The Lab-Tech Breakthroughs That Make Quick Drug Development Possible

Although most people today take our high modern standard of medical care for granted, it hasn’t been all that long since humankind was virtually defenseless against a variety of diseases and health conditions. In fact, until the development of penicillin and other antibiotics in 1928, it’s fair to say that the treatment of most communicable diseases was primitive at best.

But ever since researchers first started to apply the scientific method to the process of drug discovery, there has been a stream of near-constant breakthroughs in the development of life-saving medicines. And today, as the coronavirus pandemic rages around the world, populations everywhere are waiting as laboratories feverishly work to find a vaccine to halt the disease’s deadly spread.

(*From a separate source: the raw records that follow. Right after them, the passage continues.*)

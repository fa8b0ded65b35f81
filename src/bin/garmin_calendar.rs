// SPDX-License-Identifier: MIT
// Copyright 2026 Roland Dreier <roland@rolandd.dev>

//! Calendar heatmap of daily activity distance over the last 30 days.

use anyhow::Context;
use chrono::Local;
use garmin_heatmap::{
    config::{Config, ToolProfile},
    error::Error,
    logging::init_logging,
    pipeline,
    render::{CalendarOptions, PngCalendarRenderer},
    time_utils::window_ending,
};
use std::path::Path;
use std::process::ExitCode;

#[tokio::main(flavor = "current_thread")]
async fn main() -> ExitCode {
    init_logging();

    match run().await {
        Ok(()) => ExitCode::SUCCESS,
        Err(e) => match e.downcast_ref::<Error>() {
            Some(Error::NoData) => {
                tracing::info!("No activities in range, calendar not drawn");
                ExitCode::SUCCESS
            }
            other => {
                let diagnostic = other.map_or("Run failed", Error::diagnostic);
                let message = format!("{:#}", e);
                tracing::error!(error = %message, "calendar: {}", diagnostic);
                ExitCode::FAILURE
            }
        },
    }
}

async fn run() -> anyhow::Result<()> {
    let config = Config::from_env().context("Failed to load configuration")?;
    let profile = ToolProfile::calendar();

    let (client, session) = pipeline::connect(&config, &profile).await?;

    let (start, end) = window_ending(Local::now().date_naive(), profile.fetch_days);
    let output = Path::new(profile.output_file);

    let summary = pipeline::run_calendar(
        &client,
        &session,
        start,
        end,
        &PngCalendarRenderer,
        &CalendarOptions::default(),
        output,
    )
    .await?;

    tracing::info!(
        activities = summary.activities,
        missing_distance = summary.missing_count,
        days = summary.days,
        path = %output.display(),
        "Calendar heatmap saved"
    );
    Ok(())
}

But how exactly are they doing it? After all, up until recently, a vaccine of this nature would have taken between 10-15 years to create and test. But amazingly, most experts believe we’ll have a viable coronavirus vaccine by the beginning of 2021 – which would be a record turnaround. Well, the answer may be found in a raft of laboratory technologies that are speeding up the work of drug discovery to an unprecedented pace.

Here are some of the most important lab tech breakthroughs in recent history we all have to thank for the good news on the coming coronavirus vaccine (and many other life-saving drugs).

High-Throughput Screening

One of the most time-consuming aspects of developing vaccines and other medications is the process of testing chemical compounds that might have the desired effect on a biological target. In other words, it’s the process of finding drug components that might make up a cure or treatment for a disease. In a laboratory setting, this is done using a variety of equipment, such as a luminescence plate reader from companies like BMGLabtech, among others.

But preparing samples to test is a labor-intensive process. To speed it up, labs now use a more automated process known as high-throughput screening. Instead of creating new samples for each new discovery process, labs maintain chemical compound libraries that can be tested again and again – allowing them to screen thousands of possible compounds per week. At that speed, they can identify potential solutions far faster than they could when doing the work by hand.

Artificial Intelligence in Development

Medical research labs are also no longer flying blind when choosing which compounds to test first as they work to create new medicines. They’re also now using the latest in artificial intelligence (AI) technology to help them along. Right now, labs are using AI to narrow down their tests by feeding it massive data sets on compound effects (and side-effects) to screen out unlikely compounds before beginning the high-throughput screening process. In some cases, the AI is even able to identify such a narrow list of possibilities that large-scale screening isn’t necessary. As a result, the very first AI-created drug is already in early human trials, after a development period of just 12 months.

Laboratory Robotics and Automation

And last but not least, robotics and process automation technology are playing an enormous role in speeding up laboratory output in the quest to develop new drugs and vaccines. Already most labs rely on an array of small-scale robotics to speed up their day-to-day operations, allowing them to accomplish more with the same or fewer human lab technicians. But the best may be still yet to come.

Lately, researchers have started testing out fully-robotic autonomous lab assistants. They can work almost non-stop at a pace that’s up to 1000 times that of their human counterparts. That’s going to allow laboratories to test more drug candidates at once than ever before, giving them time to work on limited-use medicines that may have been previously ignored. Once these robotic assistants become more widespread, it’s easy to foresee laboratories churning out more drug candidates at a faster pace than we’re even seeing today.

So, as the world waits for a vaccine to end the coronavirus pandemic and continues to marvel at the speed with which the pharmaceutical industry keeps producing breakthrough medicines, take a moment to reflect on these three lab tech breakthroughs. Without them, the world would be a much sicker and less hospitable place. And, you never know – the medicines they make possible might just save your life someday.